■ **PROBLEM DETAILS**
Please return every line in the following data that includes the string "overflowed".

[SOURCE DATA — start]

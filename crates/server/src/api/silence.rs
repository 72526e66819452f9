use axum::extract::{Path, State};
use axum::Json;
use chrono::{DateTime, Utc};
use relaymux_core::{Matcher, Silence, SilenceState};
use serde::{Deserialize, Serialize};
use uuid::Uuid;

use crate::error::ServerError;
use crate::state::AppState;

/// A matcher as it appears on the wire: `isEqual` is the negation of the
/// internal `Matcher::is_negative` field (a matcher that must equal the
/// given value, rather than must not).
#[derive(Debug, Clone, Serialize, Deserialize, utoipa::ToSchema)]
pub struct MatcherDto {
    pub name: String,
    pub value: String,
    #[serde(rename = "isEqual", default = "default_true")]
    pub is_equal: bool,
    #[serde(rename = "isRegex", default)]
    pub is_regex: bool,
}

fn default_true() -> bool {
    true
}

impl MatcherDto {
    fn into_matcher(self) -> Result<Matcher, relaymux_core::CoreError> {
        Matcher::new(self.name, self.value, self.is_regex, !self.is_equal)
    }

    fn from_matcher(matcher: &Matcher) -> Self {
        Self {
            name: matcher.name.clone(),
            value: matcher.value.clone(),
            is_equal: !matcher.is_negative,
            is_regex: matcher.is_regex,
        }
    }
}

#[derive(Debug, Deserialize, utoipa::ToSchema)]
pub struct CreateSilenceRequest {
    pub matchers: Vec<MatcherDto>,
    pub starts_at: DateTime<Utc>,
    pub ends_at: DateTime<Utc>,
    pub created_by: String,
    #[serde(default)]
    pub comment: String,
}

#[derive(Debug, Serialize, utoipa::ToSchema)]
pub struct SilenceResponse {
    pub id: Uuid,
    pub matchers: Vec<MatcherDto>,
    pub starts_at: DateTime<Utc>,
    pub ends_at: DateTime<Utc>,
    pub created_by: String,
    pub comment: String,
    pub updated_at: DateTime<Utc>,
    pub status: String,
}

impl SilenceResponse {
    fn from_silence(silence: Silence, now: DateTime<Utc>) -> Self {
        let status = match silence.state_at(now) {
            SilenceState::Pending => "pending",
            SilenceState::Active => "active",
            SilenceState::Expired => "expired",
        }
        .to_string();
        Self {
            id: silence.id,
            matchers: silence.matchers.iter().map(MatcherDto::from_matcher).collect(),
            starts_at: silence.starts_at,
            ends_at: silence.ends_at,
            created_by: silence.created_by,
            comment: silence.comment,
            updated_at: silence.updated_at,
            status,
        }
    }
}

fn convert_matchers(dtos: Vec<MatcherDto>) -> Result<Vec<Matcher>, ServerError> {
    dtos.into_iter()
        .map(|dto| dto.into_matcher().map_err(ServerError::from))
        .collect()
}

/// Create a silence. Returns its generated id.
#[utoipa::path(
    post,
    path = "/api/v2/silences",
    tag = "Silence",
    request_body = CreateSilenceRequest,
    responses((status = 200, description = "silence created", body = SilenceResponse))
)]
pub async fn create_silence(
    State(state): State<AppState>,
    Json(req): Json<CreateSilenceRequest>,
) -> Result<Json<SilenceResponse>, ServerError> {
    let matchers = convert_matchers(req.matchers)?;
    let silence = state
        .silences
        .create(matchers, req.starts_at, req.ends_at, req.created_by, req.comment)
        .await?;
    state.cluster.broadcast_silence(silence.clone()).await.ok();
    Ok(Json(SilenceResponse::from_silence(silence, Utc::now())))
}

/// Replace an existing silence's content, keeping its id.
#[utoipa::path(
    put,
    path = "/api/v2/silences/{id}",
    tag = "Silence",
    params(("id" = Uuid, Path, description = "silence id")),
    request_body = CreateSilenceRequest,
    responses(
        (status = 200, description = "silence updated", body = SilenceResponse),
        (status = 404, description = "no silence with this id"),
    )
)]
pub async fn update_silence(
    State(state): State<AppState>,
    Path(id): Path<Uuid>,
    Json(req): Json<CreateSilenceRequest>,
) -> Result<Json<SilenceResponse>, ServerError> {
    let matchers = convert_matchers(req.matchers)?;
    let silence = state
        .silences
        .update(id, matchers, req.starts_at, req.ends_at, req.created_by, req.comment)
        .await?;
    state.cluster.broadcast_silence(silence.clone()).await.ok();
    Ok(Json(SilenceResponse::from_silence(silence, Utc::now())))
}

/// List every silence currently stored.
#[utoipa::path(
    get,
    path = "/api/v2/silences",
    tag = "Silence",
    responses((status = 200, description = "silences", body = Vec<SilenceResponse>))
)]
pub async fn list_silences(State(state): State<AppState>) -> Result<Json<Vec<SilenceResponse>>, ServerError> {
    let now = Utc::now();
    let silences = state.silences.list().await?;
    Ok(Json(silences.into_iter().map(|s| SilenceResponse::from_silence(s, now)).collect()))
}

/// Fetch one silence by id.
#[utoipa::path(
    get,
    path = "/api/v2/silences/{id}",
    tag = "Silence",
    params(("id" = Uuid, Path, description = "silence id")),
    responses(
        (status = 200, description = "silence", body = SilenceResponse),
        (status = 404, description = "no silence with this id"),
    )
)]
pub async fn get_silence(State(state): State<AppState>, Path(id): Path<Uuid>) -> Result<Json<SilenceResponse>, ServerError> {
    let silence = state.silences.get(id).await?;
    Ok(Json(SilenceResponse::from_silence(silence, Utc::now())))
}

/// Expire a silence immediately.
#[utoipa::path(
    delete,
    path = "/api/v2/silences/{id}",
    tag = "Silence",
    params(("id" = Uuid, Path, description = "silence id")),
    responses(
        (status = 200, description = "silence expired", body = SilenceResponse),
        (status = 404, description = "no silence with this id"),
    )
)]
pub async fn expire_silence(
    State(state): State<AppState>,
    Path(id): Path<Uuid>,
) -> Result<Json<SilenceResponse>, ServerError> {
    let silence = state.silences.expire(id).await?;
    state.cluster.broadcast_silence(silence.clone()).await.ok();
    Ok(Json(SilenceResponse::from_silence(silence, Utc::now())))
}
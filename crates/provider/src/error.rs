use thiserror::Error;

#[derive(Debug, Error)]
pub enum ProviderError {
    /// One or more alerts in a `put` batch failed validation. Carries the
    /// offending alerts' error messages; per the ingestion contract,
    /// partial success is not allowed -- the whole batch is rejected.
    #[error("validation failed for {} of the submitted alerts: {}", .0.len(), .0.join("; "))]
    Validation(Vec<String>),

    #[error("not found: {0}")]
    NotFound(String),

    /// The subscriber's buffer overflowed; it must call `subscribe` again
    /// to receive a fresh snapshot and resume the stream.
    #[error("subscription buffer overflowed, reconnect required")]
    Overflow,
}
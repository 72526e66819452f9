use std::collections::HashMap;

use axum::extract::State;
use axum::http::StatusCode;
use axum::Json;
use chrono::{DateTime, Utc};
use relaymux_core::{Alert, Labels};
use serde::{Deserialize, Serialize};

use crate::error::ServerError;
use crate::state::AppState;

/// One alert as submitted by an upstream producer.
#[derive(Debug, Deserialize, utoipa::ToSchema)]
pub struct IngestAlert {
    pub labels: HashMap<String, String>,
    #[serde(default)]
    pub annotations: HashMap<String, String>,
    pub starts_at: Option<DateTime<Utc>>,
    pub ends_at: Option<DateTime<Utc>>,
    pub generator_url: Option<String>,
}

#[derive(Debug, Serialize, utoipa::ToSchema)]
pub struct IngestResponse {
    pub accepted: usize,
}

/// Accept a batch of alerts. Missing `starts_at` defaults to now; missing
/// `ends_at` defaults to `now + resolve_timeout` -- the producer must
/// keep re-posting a still-firing alert before that horizon or it is
/// garbage-collected as resolved.
///
/// Validation is all-or-nothing: if any submitted alert is malformed the
/// whole batch is rejected and none are merged into the provider.
#[utoipa::path(
    post,
    path = "/api/v2/alerts",
    tag = "Ingestion",
    request_body = Vec<IngestAlert>,
    responses(
        (status = 200, description = "alerts accepted", body = IngestResponse),
        (status = 400, description = "one or more alerts failed validation"),
    )
)]
pub async fn post_alerts(
    State(state): State<AppState>,
    Json(alerts): Json<Vec<IngestAlert>>,
) -> Result<(StatusCode, Json<IngestResponse>), ServerError> {
    let now = Utc::now();
    let resolve_timeout = {
        let config = state.config.read().await;
        chrono::Duration::from_std(config.global.resolve_timeout).unwrap_or(chrono::Duration::minutes(5))
    };

    let accepted = alerts.len();
    let converted: Vec<Alert> = alerts.into_iter().map(|a| to_alert(a, now, resolve_timeout)).collect();
    state.provider.put(converted).await?;

    Ok((StatusCode::OK, Json(IngestResponse { accepted })))
}

fn to_alert(dto: IngestAlert, now: DateTime<Utc>, resolve_timeout: chrono::Duration) -> Alert {
    let mut alert = Alert::new(Labels::from_pairs(dto.labels), Labels::from_pairs(dto.annotations));
    alert.starts_at = dto.starts_at.unwrap_or(now);
    alert.ends_at = Some(dto.ends_at.unwrap_or(now + resolve_timeout));
    alert.generator_url = dto.generator_url;
    alert.updated_at = now;
    alert
}

/// List every alert currently held by the provider, firing or resolved
/// but not yet garbage-collected.
#[utoipa::path(
    get,
    path = "/api/v2/alerts",
    tag = "Ingestion",
    responses((status = 200, description = "current alerts", body = serde_json::Value))
)]
pub async fn list_alerts(State(state): State<AppState>) -> Json<Vec<Alert>> {
    Json(state.provider.get_pending().await)
}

[SOURCE DATA — finish]

■ **WRITTEN SOLUTION**
    /// The subscriber's buffer overflowed; it must call `subscribe` again
    #[error("subscription buffer overflowed, reconnect required")]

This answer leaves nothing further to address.